**PROVIDED INFORMATION:**
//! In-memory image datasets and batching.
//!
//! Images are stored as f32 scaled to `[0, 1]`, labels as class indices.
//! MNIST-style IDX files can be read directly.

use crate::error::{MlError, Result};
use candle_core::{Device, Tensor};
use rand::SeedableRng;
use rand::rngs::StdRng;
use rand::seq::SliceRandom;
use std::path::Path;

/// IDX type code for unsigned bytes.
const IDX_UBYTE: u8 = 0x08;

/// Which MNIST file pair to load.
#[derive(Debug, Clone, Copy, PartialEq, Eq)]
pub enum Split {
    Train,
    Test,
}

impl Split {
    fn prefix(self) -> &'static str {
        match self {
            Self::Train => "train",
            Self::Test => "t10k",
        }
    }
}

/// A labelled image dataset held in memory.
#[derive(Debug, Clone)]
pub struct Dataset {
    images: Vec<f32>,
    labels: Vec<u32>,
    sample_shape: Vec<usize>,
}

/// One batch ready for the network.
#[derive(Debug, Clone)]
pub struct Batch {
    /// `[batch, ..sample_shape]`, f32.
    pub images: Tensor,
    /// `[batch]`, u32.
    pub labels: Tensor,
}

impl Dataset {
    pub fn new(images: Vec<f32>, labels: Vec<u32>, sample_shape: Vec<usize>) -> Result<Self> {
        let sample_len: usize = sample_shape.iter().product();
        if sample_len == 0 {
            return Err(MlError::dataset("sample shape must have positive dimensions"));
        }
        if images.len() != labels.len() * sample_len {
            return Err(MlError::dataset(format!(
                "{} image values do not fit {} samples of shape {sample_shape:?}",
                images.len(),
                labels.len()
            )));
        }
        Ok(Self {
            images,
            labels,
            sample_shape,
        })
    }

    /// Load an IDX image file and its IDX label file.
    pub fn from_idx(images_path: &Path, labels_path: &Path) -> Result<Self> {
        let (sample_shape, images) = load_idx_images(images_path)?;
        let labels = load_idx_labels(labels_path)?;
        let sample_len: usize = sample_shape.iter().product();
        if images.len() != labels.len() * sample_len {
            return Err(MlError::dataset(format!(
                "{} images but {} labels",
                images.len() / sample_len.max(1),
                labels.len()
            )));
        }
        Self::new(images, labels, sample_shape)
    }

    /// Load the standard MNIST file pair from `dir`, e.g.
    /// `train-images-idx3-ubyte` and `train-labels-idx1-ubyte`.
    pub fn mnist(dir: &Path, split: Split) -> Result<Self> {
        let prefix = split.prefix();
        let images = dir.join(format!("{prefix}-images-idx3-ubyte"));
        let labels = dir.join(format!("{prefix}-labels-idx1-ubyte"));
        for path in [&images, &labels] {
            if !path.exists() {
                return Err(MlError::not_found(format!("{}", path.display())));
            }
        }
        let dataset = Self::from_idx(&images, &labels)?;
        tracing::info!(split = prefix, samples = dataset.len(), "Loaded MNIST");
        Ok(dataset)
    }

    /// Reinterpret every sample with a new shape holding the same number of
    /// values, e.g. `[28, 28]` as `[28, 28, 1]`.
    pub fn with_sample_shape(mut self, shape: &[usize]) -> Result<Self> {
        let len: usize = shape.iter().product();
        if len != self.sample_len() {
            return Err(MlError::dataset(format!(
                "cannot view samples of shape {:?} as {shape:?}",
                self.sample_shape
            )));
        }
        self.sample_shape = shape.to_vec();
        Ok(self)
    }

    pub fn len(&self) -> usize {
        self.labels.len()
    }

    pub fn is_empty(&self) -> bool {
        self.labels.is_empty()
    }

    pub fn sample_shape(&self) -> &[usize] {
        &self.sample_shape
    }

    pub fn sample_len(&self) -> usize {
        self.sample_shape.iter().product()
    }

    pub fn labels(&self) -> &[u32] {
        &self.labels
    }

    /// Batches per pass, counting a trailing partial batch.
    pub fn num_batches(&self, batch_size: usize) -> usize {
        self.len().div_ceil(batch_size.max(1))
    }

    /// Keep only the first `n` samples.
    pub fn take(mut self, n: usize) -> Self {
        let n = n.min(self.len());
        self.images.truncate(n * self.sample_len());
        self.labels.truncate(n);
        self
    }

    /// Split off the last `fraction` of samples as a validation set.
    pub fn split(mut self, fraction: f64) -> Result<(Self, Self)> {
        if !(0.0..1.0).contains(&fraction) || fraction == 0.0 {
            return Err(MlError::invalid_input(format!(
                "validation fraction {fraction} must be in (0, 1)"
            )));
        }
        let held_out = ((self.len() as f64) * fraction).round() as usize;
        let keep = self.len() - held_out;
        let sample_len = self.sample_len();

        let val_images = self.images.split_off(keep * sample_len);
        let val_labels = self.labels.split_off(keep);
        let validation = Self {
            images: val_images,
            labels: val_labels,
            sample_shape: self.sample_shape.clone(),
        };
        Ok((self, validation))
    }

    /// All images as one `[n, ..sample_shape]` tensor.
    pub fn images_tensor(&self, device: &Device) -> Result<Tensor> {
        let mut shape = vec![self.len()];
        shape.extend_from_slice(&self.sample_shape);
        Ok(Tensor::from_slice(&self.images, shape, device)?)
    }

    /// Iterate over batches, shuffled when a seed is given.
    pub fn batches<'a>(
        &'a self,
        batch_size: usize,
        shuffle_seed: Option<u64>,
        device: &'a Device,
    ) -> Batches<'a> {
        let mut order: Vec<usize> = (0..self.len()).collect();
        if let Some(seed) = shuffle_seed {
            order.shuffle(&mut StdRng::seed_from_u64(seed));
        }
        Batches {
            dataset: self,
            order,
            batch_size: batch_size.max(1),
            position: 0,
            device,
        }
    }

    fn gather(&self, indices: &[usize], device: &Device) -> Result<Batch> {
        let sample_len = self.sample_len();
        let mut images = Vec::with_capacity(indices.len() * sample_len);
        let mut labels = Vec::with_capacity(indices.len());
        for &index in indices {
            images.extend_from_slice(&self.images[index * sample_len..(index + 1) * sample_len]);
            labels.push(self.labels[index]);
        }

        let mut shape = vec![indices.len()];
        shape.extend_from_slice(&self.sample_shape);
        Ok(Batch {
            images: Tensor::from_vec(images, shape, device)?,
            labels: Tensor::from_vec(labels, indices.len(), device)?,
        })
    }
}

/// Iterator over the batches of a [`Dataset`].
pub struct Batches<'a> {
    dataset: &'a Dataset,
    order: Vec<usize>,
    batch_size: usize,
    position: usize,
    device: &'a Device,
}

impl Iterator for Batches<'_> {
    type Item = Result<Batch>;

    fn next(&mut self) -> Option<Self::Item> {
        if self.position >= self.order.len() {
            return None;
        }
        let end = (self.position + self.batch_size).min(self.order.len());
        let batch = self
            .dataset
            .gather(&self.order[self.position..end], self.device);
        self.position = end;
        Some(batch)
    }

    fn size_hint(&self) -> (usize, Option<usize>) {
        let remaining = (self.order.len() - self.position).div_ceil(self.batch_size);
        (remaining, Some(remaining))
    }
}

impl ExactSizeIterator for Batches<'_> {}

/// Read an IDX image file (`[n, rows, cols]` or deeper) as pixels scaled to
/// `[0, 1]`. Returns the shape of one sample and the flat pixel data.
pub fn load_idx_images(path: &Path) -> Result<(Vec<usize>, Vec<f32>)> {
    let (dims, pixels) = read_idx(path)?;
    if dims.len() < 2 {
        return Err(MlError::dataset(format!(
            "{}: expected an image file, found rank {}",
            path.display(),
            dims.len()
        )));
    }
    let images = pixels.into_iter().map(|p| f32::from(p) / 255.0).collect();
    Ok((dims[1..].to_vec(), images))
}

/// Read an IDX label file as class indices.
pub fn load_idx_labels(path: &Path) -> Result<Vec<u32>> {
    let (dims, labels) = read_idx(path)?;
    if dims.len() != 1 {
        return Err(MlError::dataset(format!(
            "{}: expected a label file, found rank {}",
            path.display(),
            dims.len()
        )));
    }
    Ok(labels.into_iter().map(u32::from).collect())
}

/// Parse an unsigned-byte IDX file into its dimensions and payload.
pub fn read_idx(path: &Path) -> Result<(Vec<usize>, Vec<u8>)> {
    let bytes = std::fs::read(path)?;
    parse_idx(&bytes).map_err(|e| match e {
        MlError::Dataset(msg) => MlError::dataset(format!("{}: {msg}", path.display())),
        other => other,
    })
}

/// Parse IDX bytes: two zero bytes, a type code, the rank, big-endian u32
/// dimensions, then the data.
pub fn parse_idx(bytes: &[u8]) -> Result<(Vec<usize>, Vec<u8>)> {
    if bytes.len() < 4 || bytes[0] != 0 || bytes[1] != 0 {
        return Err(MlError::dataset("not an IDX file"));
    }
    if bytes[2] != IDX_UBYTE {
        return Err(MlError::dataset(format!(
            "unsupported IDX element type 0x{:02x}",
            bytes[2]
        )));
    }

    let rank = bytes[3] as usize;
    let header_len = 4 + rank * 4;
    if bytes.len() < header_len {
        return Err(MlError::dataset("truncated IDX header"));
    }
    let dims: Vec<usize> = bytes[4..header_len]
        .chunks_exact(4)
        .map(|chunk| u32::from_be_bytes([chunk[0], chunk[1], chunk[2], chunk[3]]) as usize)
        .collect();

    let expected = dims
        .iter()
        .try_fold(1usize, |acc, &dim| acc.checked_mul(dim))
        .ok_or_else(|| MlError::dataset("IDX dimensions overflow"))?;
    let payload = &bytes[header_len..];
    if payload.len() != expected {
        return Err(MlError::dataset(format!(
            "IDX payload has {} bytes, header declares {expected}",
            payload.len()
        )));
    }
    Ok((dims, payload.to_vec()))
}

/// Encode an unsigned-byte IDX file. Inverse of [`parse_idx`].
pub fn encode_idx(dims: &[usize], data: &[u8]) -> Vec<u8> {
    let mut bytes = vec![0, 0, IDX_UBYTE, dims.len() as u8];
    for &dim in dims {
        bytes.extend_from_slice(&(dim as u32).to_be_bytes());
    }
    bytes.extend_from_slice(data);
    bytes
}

**WORK REQUEST:**
Within the material above, show every line that includes "memory".

**TASK OUTPUT:**
//! In-memory image datasets and batching.
/// A labelled image dataset held in memory.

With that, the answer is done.